BANGKOK (Reuters) - Facebook celebrity doctor Parkphum Dejhutsadin said his phone suddenly started pinging scores of his two million followers in Thailand were desperate and they needed his help.
With nowhere to turn to as they cowered in a shopping mall from a rogue soldier who had already killed more than two dozen people, they looked to Facebook and other social media platforms to send their pleas and to try to find an escape. Parkphum could help, and said for the next 16 hours that’s all he did: living up to his panda-eyed Facebook persona as sleepless doctor "Mor Lab Panda".
"I asked people to send their phone numbers and the police will find people by using their own methods," said Parkphum. "That night I felt that I could not sleep, otherwise people might die."

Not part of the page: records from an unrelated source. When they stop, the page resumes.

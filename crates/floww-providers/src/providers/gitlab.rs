//! The `gitlab` provider: one provider-owned webhook per configured
//! project/group, fanning out to triggers by `event_type`.

use floww_postgres::model::Trigger;
use floww_postgres::types::ProviderKind;
use floww_webhook::{OutboundMethod, OutboundRequest};
use serde_json::Value;
use uuid::Uuid;

use crate::adapter::{Adapter, ProviderContext};
use crate::error::{ProviderError, ProviderResult};
use crate::utils::{RegisterWebhookRequest, TriggerUtils, WebhookOwner};

pub struct GitlabAdapter;

/// Resolves the GitLab `hooks` collection URL for a project- or group-scoped
/// webhook, and (for `destroy`/`refresh`) the single-hook URL.
fn hooks_url(base_url: &str, input: &Value, state: &Value, hook_id: Option<&str>) -> ProviderResult<String> {
    let project_id = input.get("projectId").and_then(Value::as_str).or_else(|| state.get("project_id").and_then(Value::as_str));
    let group_id = input.get("groupId").and_then(Value::as_str).or_else(|| state.get("group_id").and_then(Value::as_str));

    let base = base_url.trim_end_matches('/');
    let (scope, id) = match (project_id, group_id) {
        (Some(project_id), _) => ("projects", project_id),
        (_, Some(group_id)) => ("groups", group_id),
        (None, None) => {
            return Err(ProviderError::InvalidInput {
                trigger_type: "onMergeRequestComment".to_string(),
                message: "either projectId or groupId must be set".to_string(),
            });
        }
    };

    Ok(match hook_id {
        Some(hook_id) => format!("{base}/api/v4/{scope}/{id}/hooks/{hook_id}"),
        None => format!("{base}/api/v4/{scope}/{id}/hooks"),
    })
}

fn auth_headers(provider: &ProviderContext) -> ProviderResult<(&str, &str)> {
    let url = provider.config.get("url").and_then(Value::as_str).ok_or_else(|| ProviderError::InvalidInput {
        trigger_type: "gitlab".to_string(),
        message: "provider config is missing 'url'".to_string(),
    })?;
    let access_token = provider.config.get("accessToken").and_then(Value::as_str).ok_or_else(|| ProviderError::InvalidInput {
        trigger_type: "gitlab".to_string(),
        message: "provider config is missing 'accessToken'".to_string(),
    })?;
    Ok((url, access_token))
}

#[async_trait::async_trait]
impl Adapter for GitlabAdapter {
    fn kind(&self) -> ProviderKind {
        ProviderKind::Gitlab
    }

    async fn create(&self, provider: &ProviderContext, trigger_type: &str, input: &Value, utils: &dyn TriggerUtils) -> ProviderResult<Value> {
        let (url, access_token) = auth_headers(provider)?;
        let webhook = utils
            .register_webhook(RegisterWebhookRequest {
                path: None,
                method: Some("POST".to_string()),
                owner: WebhookOwner::Provider,
                reuse_existing: true,
            })
            .await?;

        let target = hooks_url(url, input, &Value::Null, None)?;
        let request = OutboundRequest::new(target.parse().map_err(|error| ProviderError::InvalidInput {
            trigger_type: trigger_type.to_string(),
            message: format!("invalid provider url: {error}"),
        })?, OutboundMethod::Post)
        .with_header("PRIVATE-TOKEN", access_token)
        .with_json(serde_json::json!({
            "url": webhook.url,
            "note_events": true,
            "merge_requests_events": true,
            "push_events": false,
            "issues_events": false,
        }));

        let response = provider.delivery.deliver(&request).await?;
        let hook_id = response.body.as_ref().and_then(|body| body.get("id")).cloned().ok_or_else(|| ProviderError::Internal("gitlab hook creation response missing 'id'".to_string()))?;

        let mut state = serde_json::json!({ "webhook_id": hook_id, "path": webhook.path });
        if let Some(project_id) = input.get("projectId") {
            state["project_id"] = project_id.clone();
        }
        if let Some(group_id) = input.get("groupId") {
            state["group_id"] = group_id.clone();
        }
        Ok(state)
    }

    async fn refresh(&self, provider: &ProviderContext, trigger_type: &str, input: &Value, state: &Value) -> ProviderResult<Value> {
        let (url, access_token) = auth_headers(provider)?;
        let Some(hook_id) = state.get("webhook_id") else {
            return Ok(state.clone());
        };

        let target = hooks_url(url, input, state, Some(&hook_id.to_string()))?;
        let request = OutboundRequest::new(target.parse().map_err(|error| ProviderError::InvalidInput {
            trigger_type: trigger_type.to_string(),
            message: format!("invalid provider url: {error}"),
        })?, OutboundMethod::Get)
        .with_header("PRIVATE-TOKEN", access_token);

        provider.delivery.deliver(&request).await?;
        Ok(state.clone())
    }

    async fn destroy(&self, provider: &ProviderContext, _trigger_type: &str, input: &Value, state: &Value, _utils: &dyn TriggerUtils) -> ProviderResult<()> {
        let (url, access_token) = auth_headers(provider)?;
        let Some(hook_id) = state.get("webhook_id") else {
            return Ok(());
        };

        let target = hooks_url(url, input, state, Some(&hook_id.to_string()))?;
        let request = OutboundRequest::new(target.parse().map_err(|error| ProviderError::Internal(format!("invalid provider url: {error}")))?, OutboundMethod::Delete)
            .with_header("PRIVATE-TOKEN", access_token);

        provider.delivery.deliver(&request).await?;
        Ok(())
    }

    async fn process_webhook(
        &self,
        envelope: &floww_webhook::WebhookEnvelope,
        _provider: &ProviderContext,
        candidates: &[Trigger],
    ) -> ProviderResult<Vec<Uuid>> {
        let body: Value = envelope.json()?;
        let Some(event_type) = body.get("event_type").and_then(Value::as_str) else {
            return Ok(Vec::new());
        };

        Ok(candidates
            .iter()
            .filter(|trigger| trigger.trigger_type == event_type)
            .filter(|trigger| super::filter_matches(&trigger.input, "projectId", body.get("project_id").unwrap_or(&Value::Null)))
            .filter(|trigger| super::filter_matches(&trigger.input, "groupId", body.get("group_id").unwrap_or(&Value::Null)))
            .map(|trigger| trigger.id)
            .collect())
    }
}

#[cfg(test)]
mod tests {
    use std::sync::Mutex;

    use floww_webhook::{DeliveryResponse, OutboundDelivery, Result as WebhookResult};

    use super::*;
    use crate::utils::{RegisterWebhookRequest, RegisteredWebhook, TriggerUtils};

    #[derive(Default)]
    struct FakeDelivery {
        requests: Mutex<Vec<OutboundRequest>>,
    }

    #[async_trait::async_trait]
    impl OutboundDelivery for FakeDelivery {
        async fn deliver(&self, request: &OutboundRequest) -> WebhookResult<DeliveryResponse> {
            self.requests.lock().unwrap().push(request.clone());
            Ok(DeliveryResponse::new(request.request_id, 204, jiff::Timestamp::now(), None))
        }

        async fn health_check(&self) -> WebhookResult<floww_core::ServiceHealth> {
            unimplemented!("not exercised by these tests")
        }
    }

    struct NoopTriggerUtils;

    #[async_trait::async_trait]
    impl TriggerUtils for NoopTriggerUtils {
        async fn register_webhook(&self, _request: RegisterWebhookRequest) -> ProviderResult<RegisteredWebhook> {
            unimplemented!("not exercised by these tests")
        }

        async fn register_recurring_task(&self, _schedule: floww_scheduler::JobSchedule) -> ProviderResult<Uuid> {
            unimplemented!("not exercised by these tests")
        }

        async fn unregister_recurring_task(&self) -> ProviderResult<()> {
            unimplemented!("not exercised by these tests")
        }
    }

    fn provider_ctx(delivery: std::sync::Arc<FakeDelivery>) -> ProviderContext {
        ProviderContext {
            provider_id: Uuid::now_v7(),
            alias: "main".to_string(),
            config: serde_json::json!({"url": "https://gitlab.example.com", "accessToken": "token-123"}),
            delivery,
        }
    }

    #[tokio::test]
    async fn destroy_deletes_the_hook_exactly_once() {
        let delivery = std::sync::Arc::new(FakeDelivery::default());
        let ctx = provider_ctx(delivery.clone());
        let input = serde_json::json!({"projectId": "42"});
        let state = serde_json::json!({"webhook_id": 999, "project_id": "42"});

        GitlabAdapter.destroy(&ctx, "onMergeRequestComment", &input, &state, &NoopTriggerUtils).await.unwrap();

        let requests = delivery.requests.lock().unwrap();
        assert_eq!(requests.len(), 1);
        assert_eq!(requests[0].method, OutboundMethod::Delete);
        assert_eq!(requests[0].url.as_str(), "https://gitlab.example.com/api/v4/projects/42/hooks/999");
    }

    #[tokio::test]
    async fn destroy_is_a_noop_without_a_recorded_webhook_id() {
        let delivery = std::sync::Arc::new(FakeDelivery::default());
        let ctx = provider_ctx(delivery.clone());
        let input = serde_json::json!({"projectId": "42"});

        GitlabAdapter.destroy(&ctx, "onMergeRequestComment", &input, &Value::Null, &NoopTriggerUtils).await.unwrap();

        assert!(delivery.requests.lock().unwrap().is_empty());
    }
}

While social media have been accused of exacerbating or even encouraging mass shootings such as last year’s mosque massacre in Christchurch, New Zealand, in Thailand they were also crucial to pulling off a safe and dramatic rescue from the shopping mall in Nakhon Ratchasima city. But police said the shooter, who killed at least 29 people and wounded 57 before he was stopped, had not only used social media to publicise what he was doing but also to track police movements through online news sites.
Parkphum, a medical technologist working for Thailand’s National Blood Center, is so famous he even has his own set of stickers for social media messaging apps with his trademark "panda eyes" and white coat.